Problem requirements: From the records below, transcribe only the lines running from the one with "let query = ComplaintQuery" through the one with "page 1 first.". Keep both of those end lines.
---------- Input material ----------
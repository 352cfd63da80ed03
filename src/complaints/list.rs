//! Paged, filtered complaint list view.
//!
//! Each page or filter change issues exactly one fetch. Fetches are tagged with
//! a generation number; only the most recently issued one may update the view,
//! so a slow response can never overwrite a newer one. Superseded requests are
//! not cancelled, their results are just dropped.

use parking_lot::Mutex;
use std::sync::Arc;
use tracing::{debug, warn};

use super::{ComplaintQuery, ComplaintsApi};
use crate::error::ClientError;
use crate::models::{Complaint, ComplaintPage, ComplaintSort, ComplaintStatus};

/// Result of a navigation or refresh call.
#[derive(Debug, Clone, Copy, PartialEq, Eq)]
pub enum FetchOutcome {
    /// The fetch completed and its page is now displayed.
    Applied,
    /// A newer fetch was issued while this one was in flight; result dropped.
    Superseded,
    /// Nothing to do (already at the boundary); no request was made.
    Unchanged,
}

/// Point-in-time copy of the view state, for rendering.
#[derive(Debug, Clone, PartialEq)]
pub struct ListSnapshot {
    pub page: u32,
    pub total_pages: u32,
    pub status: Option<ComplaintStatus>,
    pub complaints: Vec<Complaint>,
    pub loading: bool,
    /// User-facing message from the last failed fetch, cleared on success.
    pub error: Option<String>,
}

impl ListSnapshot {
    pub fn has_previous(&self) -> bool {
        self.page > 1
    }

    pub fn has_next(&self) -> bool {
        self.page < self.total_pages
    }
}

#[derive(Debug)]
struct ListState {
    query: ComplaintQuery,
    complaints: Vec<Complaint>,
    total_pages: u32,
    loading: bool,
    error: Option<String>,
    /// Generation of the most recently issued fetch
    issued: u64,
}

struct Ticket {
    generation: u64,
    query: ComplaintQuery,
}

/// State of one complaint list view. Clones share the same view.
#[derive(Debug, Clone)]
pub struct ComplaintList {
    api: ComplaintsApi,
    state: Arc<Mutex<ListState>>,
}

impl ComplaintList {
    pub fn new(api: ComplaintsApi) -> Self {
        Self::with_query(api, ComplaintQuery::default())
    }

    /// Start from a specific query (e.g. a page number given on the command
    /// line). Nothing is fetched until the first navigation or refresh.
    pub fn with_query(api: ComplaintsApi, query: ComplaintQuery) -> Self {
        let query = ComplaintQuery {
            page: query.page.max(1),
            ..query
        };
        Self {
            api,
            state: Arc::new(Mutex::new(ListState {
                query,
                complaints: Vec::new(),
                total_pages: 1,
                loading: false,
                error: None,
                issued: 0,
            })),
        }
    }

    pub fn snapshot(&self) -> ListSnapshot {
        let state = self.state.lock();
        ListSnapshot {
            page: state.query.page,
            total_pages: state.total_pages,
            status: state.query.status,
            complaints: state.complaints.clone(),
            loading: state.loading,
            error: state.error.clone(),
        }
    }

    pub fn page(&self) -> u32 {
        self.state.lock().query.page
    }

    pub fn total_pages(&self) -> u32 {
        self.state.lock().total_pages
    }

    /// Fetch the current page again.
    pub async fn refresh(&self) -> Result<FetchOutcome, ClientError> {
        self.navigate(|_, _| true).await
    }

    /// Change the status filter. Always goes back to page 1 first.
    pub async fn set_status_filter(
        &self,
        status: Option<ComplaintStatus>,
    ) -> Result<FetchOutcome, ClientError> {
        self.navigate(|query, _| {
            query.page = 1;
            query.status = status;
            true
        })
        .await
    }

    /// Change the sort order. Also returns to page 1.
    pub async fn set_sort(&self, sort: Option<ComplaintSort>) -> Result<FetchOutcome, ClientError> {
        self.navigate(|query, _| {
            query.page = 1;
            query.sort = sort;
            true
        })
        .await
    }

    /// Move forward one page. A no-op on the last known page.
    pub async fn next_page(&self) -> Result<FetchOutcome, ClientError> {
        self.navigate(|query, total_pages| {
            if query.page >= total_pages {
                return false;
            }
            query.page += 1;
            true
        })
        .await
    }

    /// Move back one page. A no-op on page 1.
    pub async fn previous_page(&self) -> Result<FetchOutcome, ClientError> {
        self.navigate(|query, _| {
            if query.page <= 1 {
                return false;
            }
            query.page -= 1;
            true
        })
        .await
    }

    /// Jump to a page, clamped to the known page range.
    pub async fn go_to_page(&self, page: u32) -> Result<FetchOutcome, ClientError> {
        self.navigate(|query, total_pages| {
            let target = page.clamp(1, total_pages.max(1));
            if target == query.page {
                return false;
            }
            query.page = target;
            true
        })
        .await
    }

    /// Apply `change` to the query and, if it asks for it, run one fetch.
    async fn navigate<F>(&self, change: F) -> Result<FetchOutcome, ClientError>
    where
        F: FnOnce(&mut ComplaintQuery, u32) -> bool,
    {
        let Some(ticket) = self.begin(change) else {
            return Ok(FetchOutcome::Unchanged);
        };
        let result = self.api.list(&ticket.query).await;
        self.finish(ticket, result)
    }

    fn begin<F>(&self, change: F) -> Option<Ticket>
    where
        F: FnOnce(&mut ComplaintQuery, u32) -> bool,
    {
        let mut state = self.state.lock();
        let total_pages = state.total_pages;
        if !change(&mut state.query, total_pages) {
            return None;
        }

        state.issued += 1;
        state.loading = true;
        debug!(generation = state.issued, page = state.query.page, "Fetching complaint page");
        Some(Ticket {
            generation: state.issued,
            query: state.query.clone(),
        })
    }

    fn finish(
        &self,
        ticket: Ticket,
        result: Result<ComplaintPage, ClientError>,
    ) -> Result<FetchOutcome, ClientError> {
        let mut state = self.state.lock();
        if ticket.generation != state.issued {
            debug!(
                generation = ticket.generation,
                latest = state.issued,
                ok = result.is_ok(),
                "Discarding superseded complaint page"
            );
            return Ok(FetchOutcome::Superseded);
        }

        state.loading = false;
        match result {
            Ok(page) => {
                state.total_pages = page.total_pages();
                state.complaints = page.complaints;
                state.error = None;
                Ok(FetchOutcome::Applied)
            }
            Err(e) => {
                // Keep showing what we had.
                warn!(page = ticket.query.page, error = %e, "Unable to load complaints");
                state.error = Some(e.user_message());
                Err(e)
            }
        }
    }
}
----------
The completed task:
        let query = ComplaintQuery {
            page: query.page.max(1),
            ..query
        };
        Self {
            api,
            state: Arc::new(Mutex::new(ListState {
                query,
                complaints: Vec::new(),
                total_pages: 1,
                loading: false,
                error: None,
                issued: 0,
            })),
        }
    }

    pub fn snapshot(&self) -> ListSnapshot {
        let state = self.state.lock();
        ListSnapshot {
            page: state.query.page,
            total_pages: state.total_pages,
            status: state.query.status,
            complaints: state.complaints.clone(),
            loading: state.loading,
            error: state.error.clone(),
        }
    }

    pub fn page(&self) -> u32 {
        self.state.lock().query.page
    }

    pub fn total_pages(&self) -> u32 {
        self.state.lock().total_pages
    }

    /// Fetch the current page again.
    pub async fn refresh(&self) -> Result<FetchOutcome, ClientError> {
        self.navigate(|_, _| true).await
    }

    /// Change the status filter. Always goes back to page 1 first.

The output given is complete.